[Saved data entries]

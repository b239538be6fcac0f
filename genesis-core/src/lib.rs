//! Top-level integration crate wiring the 68000, Z80, VDP, and memory map together into a
//! runnable Genesis/Mega Drive core (spec.md §3-§5). A frontend drives this by constructing a
//! [`GenesisEmulator`] from ROM bytes and calling [`GenesisEmulator::run_frame`] once per video
//! frame, feeding [`input::JoypadState`] in between.

mod bus;
mod input;
mod memory;
mod timing;
mod vdp;

pub use input::{InputState, JoypadState};
pub use jgenesis_common::frontend::Color;
pub use timing::{GenesisEmulatorConfig, GenesisTimingMode};

use bus::{build_address_table, AddressTable, MainBus};
use memory::{Cartridge, CartridgeLoadError, Memory};
use thiserror::Error;
use vdp::Vdp;

/// The master-clock cycles spent per scheduler iteration; the VDP's, 68K's, and Z80's own
/// clocks are derived from this by their respective divisors (spec.md §4.5): VDP /4, 68K /7,
/// Z80 /15. 420 is the least common multiple of the three, so every iteration advances all
/// three clocks by a whole number of their own ticks.
const MASTER_CYCLES_PER_ITERATION: i64 = 420;
const VDP_TICKS_PER_ITERATION: u32 = 105;
const M68K_TICKS_PER_ITERATION: u32 = 60;
const Z80_TICKS_PER_ITERATION: u32 = 28;

/// The only device that currently raises 68K interrupts; distinguishes the VDP's queue entry
/// from (a currently nonexistent) second source so `clear_interrupt`/`interrupt_request` don't
/// fight over the same device id as something else.
const VDP_INTERRUPT_DEVICE: u8 = 0;

#[derive(Debug, Error)]
pub enum GenesisError {
    #[error("failed to load cartridge: {0}")]
    Cartridge(#[from] CartridgeLoadError),
}

/// Everything needed to run one Genesis instance: the 68K, the Z80, the VDP, the memory map,
/// and the controller ports (spec.md §3's "one cartridge, one pair of CPUs, one VDP" scope).
pub struct GenesisEmulator {
    memory: Memory,
    m68k: m68000_emu::M68000,
    z80: z80_emu::Z80,
    vdp: Vdp,
    input: InputState,
    address_table: AddressTable,
    timing_mode: GenesisTimingMode,
    config: GenesisEmulatorConfig,
}

impl GenesisEmulator {
    /// Builds a fresh emulator from cartridge ROM bytes and performs the equivalent of a
    /// power-on reset (spec.md §3's Lifecycle: reset reads the initial SSP/PC out of the
    /// cartridge's vector table at construction, same as real hardware).
    pub fn create(rom: Vec<u8>, config: GenesisEmulatorConfig) -> Result<Self, GenesisError> {
        let cartridge = Cartridge::from_rom_bytes(rom)?;
        let timing_mode = config.timing_mode_override.unwrap_or_default();

        let mut emulator = Self {
            memory: Memory::new(cartridge),
            m68k: m68000_emu::M68000::new(),
            z80: z80_emu::Z80::new(),
            vdp: Vdp::new(timing_mode),
            input: InputState::new(),
            address_table: build_address_table(),
            timing_mode,
            config,
        };
        emulator.reset();
        Ok(emulator)
    }

    /// Attaches a battery-backed SRAM window, seeding it from a previously saved image (or a
    /// zeroed vec of the desired length if there is none yet).
    pub fn attach_sram(&mut self, start: u32, initial: Vec<u8>) {
        self.memory.cartridge.attach_sram(start, initial);
    }

    /// Reloads the 68K's SSP/PC from the cartridge vector table (spec.md §3's Reset
    /// operation). The Z80 and VDP are untouched, matching what the console's own reset button
    /// actually rewires.
    pub fn reset(&mut self) {
        let mut bus = MainBus::new(&mut self.memory, &mut self.vdp, &mut self.z80, &mut self.input, &self.address_table);
        self.m68k.reset(&mut bus);
    }

    pub fn set_pad_a(&mut self, pad: JoypadState) {
        self.input.set_pad_a(pad);
    }

    pub fn set_pad_b(&mut self, pad: JoypadState) {
        self.input.set_pad_b(pad);
    }

    #[must_use]
    pub fn timing_mode(&self) -> GenesisTimingMode {
        self.timing_mode
    }

    #[must_use]
    pub fn frame_buffer(&self) -> &[Color] {
        self.vdp.frame_buffer()
    }

    #[must_use]
    pub fn screen_width(&self) -> u32 {
        self.vdp.screen_width()
    }

    #[must_use]
    pub fn screen_height(&self) -> u32 {
        self.vdp.screen_height()
    }

    pub fn debug_mut(&mut self) -> &mut m68000_emu::DebugState {
        self.m68k.debug_mut()
    }

    fn bus(&mut self) -> MainBus<'_> {
        MainBus::new(
            &mut self.memory,
            &mut self.vdp,
            &mut self.z80,
            &mut self.input,
            &self.address_table,
        )
    }

    /// Runs one video frame's worth of master clock (spec.md §4.5) and returns the rendered
    /// frame buffer. The VDP is always ticked before the 68K and Z80 within an iteration
    /// (spec.md §5's ordering guarantee: a DMA armed this iteration takes effect before either
    /// CPU's next instruction), and the Z80 is skipped entirely while a DMA transfer holds the
    /// bus, mirroring the 68K's own `external_disable` stall.
    pub fn run_frame(&mut self) -> &[Color] {
        let mut remaining = self.timing_mode.master_cycles_per_frame() as i64;

        while remaining > 0 {
            self.vdp.tick(VDP_TICKS_PER_ITERATION, &self.memory);

            let interrupt_level = self.vdp.m68k_interrupt_level();
            self.m68k.clear_interrupt(VDP_INTERRUPT_DEVICE);
            if interrupt_level > 0 {
                self.m68k.interrupt_request(VDP_INTERRUPT_DEVICE, interrupt_level);
            }

            let dma_active = self.vdp.dma_in_progress();
            self.m68k.set_disabled(dma_active);

            // The Z80 itself already absorbs ticks while BUSREQ/RESET hold it suspended
            // (z80_emu::Z80::clock); the scheduler only needs to additionally withhold the
            // bus while a DMA transfer is in progress.
            let z80_granted = self.config.force_z80_always_granted || !dma_active;

            {
                let mut bus = MainBus::new(&mut self.memory, &mut self.vdp, &mut self.z80, &mut self.input, &self.address_table);
                self.m68k.clock(M68K_TICKS_PER_ITERATION, &mut bus);
                if z80_granted {
                    self.z80.clock(Z80_TICKS_PER_ITERATION, &mut bus);
                    // The Z80 only has Zilog's fixed IM1 vector ($0038); unlike the 68K's
                    // autovectored interrupt, there is no level to latch, just an edge to
                    // notice (spec.md §4.4).
                    if z80_emu::BusInterface::int(&bus) == z80_emu::traits::InterruptLine::Low {
                        self.z80.maybe_interrupt(&mut bus, 0x0038);
                    }
                }
            }

            remaining -= MASTER_CYCLES_PER_ITERATION;
        }

        self.vdp.frame_buffer()
    }
}

#[cfg(test)]
mod tests {
    use super::*;
    use jgenesis_common::num::GetBit;
    use m68000_emu::BusInterface;

    fn rom_with_vectors(ssp: u32, pc: u32) -> Vec<u8> {
        let mut rom = vec![0u8; 0x10000];
        rom[0..4].copy_from_slice(&ssp.to_be_bytes());
        rom[4..8].copy_from_slice(&pc.to_be_bytes());
        rom
    }

    fn register_select_word(register: u8, value: u8) -> u16 {
        0x8000 | (u16::from(register) << 8) | u16::from(value)
    }

    #[test]
    fn reset_loads_ssp_pc_and_sr_from_cartridge_vector_table() {
        let rom = rom_with_vectors(0x0100_0000, 0x0000_0400);
        let emulator =
            GenesisEmulator::create(rom, GenesisEmulatorConfig::default()).unwrap();

        assert_eq!(emulator.m68k.supervisor_stack_pointer(), 0x0100_0000);
        assert_eq!(emulator.m68k.pc(), 0x0000_0400);
        assert_eq!(emulator.m68k.status_register(), 0x2700);
    }

    #[test]
    fn work_ram_is_mirrored_thirty_two_times_across_e0_to_ff() {
        let rom = rom_with_vectors(0, 0);
        let mut emulator =
            GenesisEmulator::create(rom, GenesisEmulatorConfig::default()).unwrap();

        let mut bus = emulator.bus();
        bus.write_byte(0x00E0_0010, 0x5A);
        assert_eq!(bus.read_byte(0x00FF_0010), 0x5A);
    }

    #[test]
    fn vdp_register_program_then_status_read_reports_pal_mode() {
        let rom = rom_with_vectors(0, 0);
        let mut config = GenesisEmulatorConfig::default();
        config.timing_mode_override = Some(GenesisTimingMode::Pal);
        let mut emulator = GenesisEmulator::create(rom, config).unwrap();

        let mut bus = emulator.bus();
        // Select register 0, write 0x14 (two successive control-port word writes, each one
        // a complete register-select command per spec.md §6's two-byte register protocol).
        bus.write_word(0xC0_0004, register_select_word(0, 0x14));

        let status = bus.read_word(0xC0_0004);
        assert!(status.bit(0), "PAL status bit should be set in PAL timing mode");
    }

    #[test]
    fn vram_fill_dma_via_full_bus_matches_documented_byte_layout() {
        let rom = rom_with_vectors(0, 0);
        let mut emulator =
            GenesisEmulator::create(rom, GenesisEmulatorConfig::default()).unwrap();

        {
            let mut bus = emulator.bus();
            bus.write_word(0xC0_0004, register_select_word(1, 0x10)); // DMA enabled
            bus.write_word(0xC0_0004, register_select_word(15, 1)); // auto-increment 1
            bus.write_word(0xC0_0004, register_select_word(19, 16)); // length low byte
            bus.write_word(0xC0_0004, register_select_word(20, 0)); // length high byte
            bus.write_word(0xC0_0004, register_select_word(23, 0x80)); // arm VRAM fill

            // Destination $0000, VRAM write, DMA arm (code bit 5 set by the second word).
            bus.write_word(0xC0_0004, 0x4000);
            bus.write_word(0xC0_0004, 0x0080);
            bus.write_word(0xC0_0000, 0xABCD);
        }

        // Drain the DMA: one word was already consumed arming it, fifteen remain.
        for _ in 0..20 {
            emulator.vdp.tick(1, &emulator.memory);
        }
        assert!(!emulator.vdp.dma_in_progress());

        let read_word_at = |emulator: &mut GenesisEmulator, address: u16| -> u16 {
            let mut bus = emulator.bus();
            bus.write_word(0xC0_0004, address);
            bus.write_word(0xC0_0004, 0x0000);
            bus.read_word(0xC0_0000)
        };

        assert_eq!(read_word_at(&mut emulator, 0x0000), 0xCDAB);
        for address in (2u16..16).step_by(2) {
            assert_eq!(
                read_word_at(&mut emulator, address),
                0xABAB,
                "fill byte at {address:#06x} should be 0xAB"
            );
        }
    }

    #[test]
    fn hblank_interrupt_fires_once_across_three_scanlines() {
        let rom = rom_with_vectors(0, 0);
        let mut emulator =
            GenesisEmulator::create(rom, GenesisEmulatorConfig::default()).unwrap();

        {
            let mut bus = emulator.bus();
            bus.write_word(0xC0_0004, register_select_word(0, 0x10)); // IE1 enabled
            bus.write_word(0xC0_0004, register_select_word(10, 2)); // interval = 2
        }

        let ticks_per_scanline = u32::from(emulator.timing_mode.overscan_width());
        let mut interrupts = 0;
        for _ in 0..(3 * ticks_per_scanline) {
            emulator.vdp.tick(1, &emulator.memory);
            if emulator.vdp.m68k_interrupt_level() == 4 {
                emulator.vdp.acknowledge_m68k_interrupt();
                interrupts += 1;
            }
        }

        assert_eq!(interrupts, 1);
    }

    #[test]
    fn run_frame_produces_a_full_frame_buffer_without_panicking() {
        let rom = rom_with_vectors(0x0100_0000, 0x0000_0400);
        let mut emulator =
            GenesisEmulator::create(rom, GenesisEmulatorConfig::default()).unwrap();

        let buffer = emulator.run_frame();
        // The backing buffer is a fixed 320x240 canvas; screen_width()/screen_height()
        // describe how much of it the current video mode actually uses.
        assert_eq!(buffer.len(), 320 * 240);
        assert!(
            (emulator.screen_width() * emulator.screen_height()) as usize <= buffer.len()
        );
    }
}
//! Shader entry points, selected once per context.
//!
//! OpenGL 2.0 and OpenGL ES 2.0 compile shaders with `glCreateShader` and friends. Older
//! desktop implementations expose the same operations through `GL_ARB_shader_objects`, with
//! `GLhandleARB` handles and `ARB`-suffixed names. The context picks one table when it is
//! created and every helper goes through it.

use std::ffi::CStr;
use std::fmt;

use crate::context::ShaderApi;
use crate::gl;
use crate::gl::types::{GLenum, GLint};
use crate::Handle;

/// Operations needed to compile, link and use shaders.
///
/// All methods are unsafe because they call OpenGL: the context owning `gl` must be current
/// and the handles must have been created by the same table.
pub trait ShaderFns: fmt::Debug {
    /// Creates a shader object of the given type.
    unsafe fn create_shader(&self, gl: &gl::Gl, ty: GLenum) -> Handle;
    /// Replaces the source of a shader.
    unsafe fn shader_source(&self, gl: &gl::Gl, shader: Handle, source: &CStr);
    /// Compiles a shader.
    unsafe fn compile_shader(&self, gl: &gl::Gl, shader: Handle);
    /// Returns the compile status of a shader.
    unsafe fn compile_status(&self, gl: &gl::Gl, shader: Handle) -> bool;
    /// Returns the info log of a shader.
    unsafe fn shader_info_log(&self, gl: &gl::Gl, shader: Handle) -> String;
    /// Deletes a shader.
    unsafe fn delete_shader(&self, gl: &gl::Gl, shader: Handle);

    /// Creates a program object.
    unsafe fn create_program(&self, gl: &gl::Gl) -> Handle;
    /// Attaches a shader to a program.
    unsafe fn attach_shader(&self, gl: &gl::Gl, program: Handle, shader: Handle);
    /// Links a program.
    unsafe fn link_program(&self, gl: &gl::Gl, program: Handle);
    /// Returns the link status of a program.
    unsafe fn link_status(&self, gl: &gl::Gl, program: Handle) -> bool;
    /// Returns the info log of a program.
    unsafe fn program_info_log(&self, gl: &gl::Gl, program: Handle) -> String;
    /// Deletes a program.
    unsafe fn delete_program(&self, gl: &gl::Gl, program: Handle);
    /// Binds a program, or unbinds the current one with `None`.
    unsafe fn use_program(&self, gl: &gl::Gl, program: Option<Handle>);
    /// Returns the location of a vertex attribute, or -1.
    unsafe fn attrib_location(&self, gl: &gl::Gl, program: Handle, name: &CStr) -> GLint;
}

/// `glCreateShader` and friends.
#[derive(Debug)]
pub struct CoreShaderFns;

/// `glCreateShaderObjectARB` and friends.
#[derive(Debug)]
pub struct ArbShaderFns;

static CORE: CoreShaderFns = CoreShaderFns;
static ARB: ArbShaderFns = ArbShaderFns;

/// Returns the table matching the shader API of a context.
pub fn select(api: Option<ShaderApi>) -> Option<&'static dyn ShaderFns> {
    match api {
        Some(ShaderApi::Core) => Some(&CORE),
        Some(ShaderApi::Arb) => Some(&ARB),
        None => None,
    }
}

/// Reads an info log whose length was queried with `length`.
unsafe fn read_log<L, R>(length: L, read: R) -> String
    where L: FnOnce(&mut GLint), R: FnOnce(GLint, &mut GLint, *mut gl::types::GLchar)
{
    let mut size: GLint = 0;
    length(&mut size);

    let mut log = vec![0u8; size.max(1) as usize];
    let mut written: GLint = 0;
    read(size.max(1), &mut written, log.as_mut_ptr() as *mut _);
    log.truncate(written.max(0) as usize);

    String::from_utf8_lossy(&log).into_owned()
}

// Handles of the other family never reach these entry points since a context only ever uses
// one table. Object 0 is ignored by every entry point below.
fn id(handle: Handle) -> gl::types::GLuint {
    match handle {
        Handle::Id(id) => id,
        Handle::Handle(_) => 0,
    }
}

fn arb(handle: Handle) -> gl::types::GLhandleARB {
    match handle {
        Handle::Handle(handle) => handle,
        Handle::Id(_) => 0 as gl::types::GLhandleARB,
    }
}

impl ShaderFns for CoreShaderFns {
    unsafe fn create_shader(&self, gl: &gl::Gl, ty: GLenum) -> Handle {
        Handle::Id(gl.CreateShader(ty))
    }

    unsafe fn shader_source(&self, gl: &gl::Gl, shader: Handle, source: &CStr) {
        gl.ShaderSource(id(shader), 1, [source.as_ptr()].as_ptr(), std::ptr::null());
    }

    unsafe fn compile_shader(&self, gl: &gl::Gl, shader: Handle) {
        gl.CompileShader(id(shader));
    }

    unsafe fn compile_status(&self, gl: &gl::Gl, shader: Handle) -> bool {
        let mut status = 0;
        gl.GetShaderiv(id(shader), gl::COMPILE_STATUS, &mut status);
        status != 0
    }

    unsafe fn shader_info_log(&self, gl: &gl::Gl, shader: Handle) -> String {
        read_log(|size| gl.GetShaderiv(id(shader), gl::INFO_LOG_LENGTH, size),
                 |size, written, buf| gl.GetShaderInfoLog(id(shader), size, written, buf))
    }

    unsafe fn delete_shader(&self, gl: &gl::Gl, shader: Handle) {
        gl.DeleteShader(id(shader));
    }

    unsafe fn create_program(&self, gl: &gl::Gl) -> Handle {
        Handle::Id(gl.CreateProgram())
    }

    unsafe fn attach_shader(&self, gl: &gl::Gl, program: Handle, shader: Handle) {
        gl.AttachShader(id(program), id(shader));
    }

    unsafe fn link_program(&self, gl: &gl::Gl, program: Handle) {
        gl.LinkProgram(id(program));
    }

    unsafe fn link_status(&self, gl: &gl::Gl, program: Handle) -> bool {
        let mut status = 0;
        gl.GetProgramiv(id(program), gl::LINK_STATUS, &mut status);
        status != 0
    }

    unsafe fn program_info_log(&self, gl: &gl::Gl, program: Handle) -> String {
        read_log(|size| gl.GetProgramiv(id(program), gl::INFO_LOG_LENGTH, size),
                 |size, written, buf| gl.GetProgramInfoLog(id(program), size, written, buf))
    }

    unsafe fn delete_program(&self, gl: &gl::Gl, program: Handle) {
        gl.DeleteProgram(id(program));
    }

    unsafe fn use_program(&self, gl: &gl::Gl, program: Option<Handle>) {
        gl.UseProgram(program.map(id).unwrap_or(0));
    }

    unsafe fn attrib_location(&self, gl: &gl::Gl, program: Handle, name: &CStr) -> GLint {
        gl.GetAttribLocation(id(program), name.as_ptr())
    }
}

impl ShaderFns for ArbShaderFns {
    unsafe fn create_shader(&self, gl: &gl::Gl, ty: GLenum) -> Handle {
        Handle::Handle(gl.CreateShaderObjectARB(ty))
    }

    unsafe fn shader_source(&self, gl: &gl::Gl, shader: Handle, source: &CStr) {
        gl.ShaderSourceARB(arb(shader), 1, [source.as_ptr()].as_ptr(), std::ptr::null());
    }

    unsafe fn compile_shader(&self, gl: &gl::Gl, shader: Handle) {
        gl.CompileShaderARB(arb(shader));
    }

    unsafe fn compile_status(&self, gl: &gl::Gl, shader: Handle) -> bool {
        let mut status = 0;
        gl.GetObjectParameterivARB(arb(shader), gl::OBJECT_COMPILE_STATUS_ARB, &mut status);
        status != 0
    }

    unsafe fn shader_info_log(&self, gl: &gl::Gl, shader: Handle) -> String {
        object_info_log(gl, arb(shader))
    }

    unsafe fn delete_shader(&self, gl: &gl::Gl, shader: Handle) {
        gl.DeleteObjectARB(arb(shader));
    }

    unsafe fn create_program(&self, gl: &gl::Gl) -> Handle {
        Handle::Handle(gl.CreateProgramObjectARB())
    }

    unsafe fn attach_shader(&self, gl: &gl::Gl, program: Handle, shader: Handle) {
        gl.AttachObjectARB(arb(program), arb(shader));
    }

    unsafe fn link_program(&self, gl: &gl::Gl, program: Handle) {
        gl.LinkProgramARB(arb(program));
    }

    unsafe fn link_status(&self, gl: &gl::Gl, program: Handle) -> bool {
        let mut status = 0;
        gl.GetObjectParameterivARB(arb(program), gl::OBJECT_LINK_STATUS_ARB, &mut status);
        status != 0
    }

    unsafe fn program_info_log(&self, gl: &gl::Gl, program: Handle) -> String {
        object_info_log(gl, arb(program))
    }

    unsafe fn delete_program(&self, gl: &gl::Gl, program: Handle) {
        gl.DeleteObjectARB(arb(program));
    }

    unsafe fn use_program(&self, gl: &gl::Gl, program: Option<Handle>) {
        gl.UseProgramObjectARB(program.map(arb).unwrap_or(0 as gl::types::GLhandleARB));
    }

    unsafe fn attrib_location(&self, gl: &gl::Gl, program: Handle, name: &CStr) -> GLint {
        gl.GetAttribLocationARB(arb(program), name.as_ptr())
    }
}

unsafe fn object_info_log(gl: &gl::Gl, object: gl::types::GLhandleARB) -> String {
    read_log(|size| gl.GetObjectParameterivARB(object, gl::OBJECT_INFO_LOG_LENGTH_ARB, size),
             |size, written, buf| gl.GetInfoLogARB(object, size, written, buf as *mut _))
}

** Aim of the exercise **
Find and copy every line in the entries above where the string "Attaches" occurs.

** Output for this task **
    /// Attaches a battery-backed SRAM window, seeding it from a previously saved image (or a
    /// Attaches a shader to a program.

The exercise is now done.